Una española en California

miércoles, agosto 30, 2006

Vuestros comentarios

¡Hola chatos!
Por alguna razón que desconozco los últimos comentarios no se están publicando, a pesar de que yo los apruebo (algo estaré haciendo mal seguro), así que he liberado los comentarios y ahora no necesitan de mi verificación, tan sólo de que escribáis unas letras como en muchos otros sitios para que no se publique spam (o al menos, no lo hagan máquinas...).
Pronto espero tener conexión a internet en mi nueva casa y poner unas fotillos del sitio.

Me gusta cuando mandáis comentarios, e idealmente que os contestéis entre vosotros, pero es difícil entre gente que se conoce poco o nada supongo.

Ahora me voy a poner a trabajar un ratito hasta que se haga la hora de una película sobre la invasión de Iraq titulada: My Country. Ya os contaré, si merece la pena, cuando tenga la internete (dentro de dos días).

Sed amables con la gente de alrededor todo lo posible, porque la mala leche es contagiosa ;)

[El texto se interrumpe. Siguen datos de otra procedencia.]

use config::{Config, ConfigError, Environment, File};
use outboxer::RelayConfig;
use outboxer_nats::NatsSinkConfig;
use outboxer_postgres::PgStoreConfig;
use serde::Deserialize;

/// Environment overrides look like `OUTBOXER__SOURCE__URL`.
const ENV_PREFIX: &str = "OUTBOXER";
const ENV_SEPARATOR: &str = "__";

#[derive(Debug, Clone, Default, Deserialize)]
#[serde(default)]
pub struct ServiceConfig {
    pub source: PgStoreConfig,
    pub sink: NatsSinkConfig,
    pub relay: RelayConfig,
    pub log: LogConfig,
}

#[derive(Debug, Clone, Deserialize)]
#[serde(default)]
pub struct LogConfig {
    /// Filter directive used when `RUST_LOG` is unset.
    pub level: String,
    pub json: bool,
}

impl Default for LogConfig {
    fn default() -> Self {
        Self {
            level: "info".to_string(),
            json: false,
        }
    }
}

impl ServiceConfig {
    /// Load `path` if it exists, then apply environment overrides.
    pub fn load(path: &str) -> Result<Self, ConfigError> {
        Self::from_builder(
            Config::builder().add_source(File::with_name(path).required(false)),
        )
    }

    #[cfg(test)]
    fn from_yaml(yaml: &str) -> Result<Self, ConfigError> {
        Self::from_builder(Config::builder().add_source(File::from_str(yaml, config::FileFormat::Yaml)))
    }

    fn from_builder(
        builder: config::ConfigBuilder<config::builder::DefaultState>,
    ) -> Result<Self, ConfigError> {
        builder
            .add_source(
                Environment::with_prefix(ENV_PREFIX)
                    .separator(ENV_SEPARATOR)
                    .try_parsing(true),
            )
            .build()?
            .try_deserialize()
    }
}

#[cfg(test)]
mod tests {
    use super::*;
    use std::sync::Mutex;
    use std::time::Duration;

    // Tests touching OUTBOXER__* variables must not interleave.
    static ENV_LOCK: Mutex<()> = Mutex::new(());

    #[test]
    fn missing_file_yields_defaults() {
        let _lock = ENV_LOCK.lock().unwrap();

        let config = ServiceConfig::load("does-not-exist.yaml").unwrap();
        assert_eq!(config.source.table, "outbox");
        assert_eq!(config.sink.url, "nats://localhost:4222");
        assert_eq!(config.relay, RelayConfig::default());
        assert_eq!(config.log.level, "info");
    }

    #[test]
    fn yaml_sections_override_defaults() {
        let _lock = ENV_LOCK.lock().unwrap();

        let config = ServiceConfig::from_yaml(
            r#"
source:
  url: postgres://relay@db/app
  claim_limit: 500
sink:
  subject: orders.events
  stream: ORDERS
relay:
  poll_interval_ms: 1000
  stale_lock_after_ms: 60000
log:
  json: true
"#,
        )
        .unwrap();

        assert_eq!(config.source.url, "postgres://relay@db/app");
        assert_eq!(config.source.claim_limit, Some(500));
        assert_eq!(config.source.max_connections, 4);
        assert_eq!(config.sink.subject, "orders.events");
        assert_eq!(config.sink.stream.as_deref(), Some("ORDERS"));
        assert_eq!(config.relay.poll_interval, Duration::from_secs(1));
        assert_eq!(config.relay.stale_lock_after, Some(Duration::from_secs(60)));
        assert_eq!(config.relay.queue_capacity, 256);
        assert!(config.log.json);
    }

    #[test]
    fn environment_wins_over_file() {
        let _lock = ENV_LOCK.lock().unwrap();

        std::env::set_var("OUTBOXER__SINK__SUBJECT", "from.env");
        std::env::set_var("OUTBOXER__RELAY__POLL_INTERVAL_MS", "750");
        let config = ServiceConfig::from_yaml("sink:\n  subject: from.file\n");
        std::env::remove_var("OUTBOXER__SINK__SUBJECT");
        std::env::remove_var("OUTBOXER__RELAY__POLL_INTERVAL_MS");

        let config = config.unwrap();
        assert_eq!(config.sink.subject, "from.env");
        assert_eq!(config.relay.poll_interval, Duration::from_millis(750));
    }
}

miércoles, agosto 23, 2006

Más American Cousine: ahora en vídeo...

Pancakes!

Un magnífico ejemplo de cómo se hacen los pancakes, qué se les echa por encima y cuánto se aman en esta tierra.

martes, agosto 15, 2006

En la bolera

Si, lo sé, he estado mucho tiempo sin publicar nada nuevo... Resulta que he estado buscando mi futura casa (habrá entrada sobre ese tema) y en fin, más dejadilla.
He aquí, sin embargo, dos entradas bien americanas...


El viernes pasado nos dejó Perk, que se iba a Suiza, el país de las vacas, los relojeros y las cuentas con dinero "B". Así que nos fuimos a la bolera, a echar un partido.

Era mi segunda vez en una bolera. La primera fue cuando tenía 14 años y estaba en Inglaterra. Entonces logré tirar, creo, un único bolo. En esta ocasión, 32.A pesar de todo, me puedo definir como una jugadora terrible. Si la cosa fue mejor fue gracias a los consejos de Dave sobre todo, y de Perk. Por ejemplo sobre cómo coger la pelota.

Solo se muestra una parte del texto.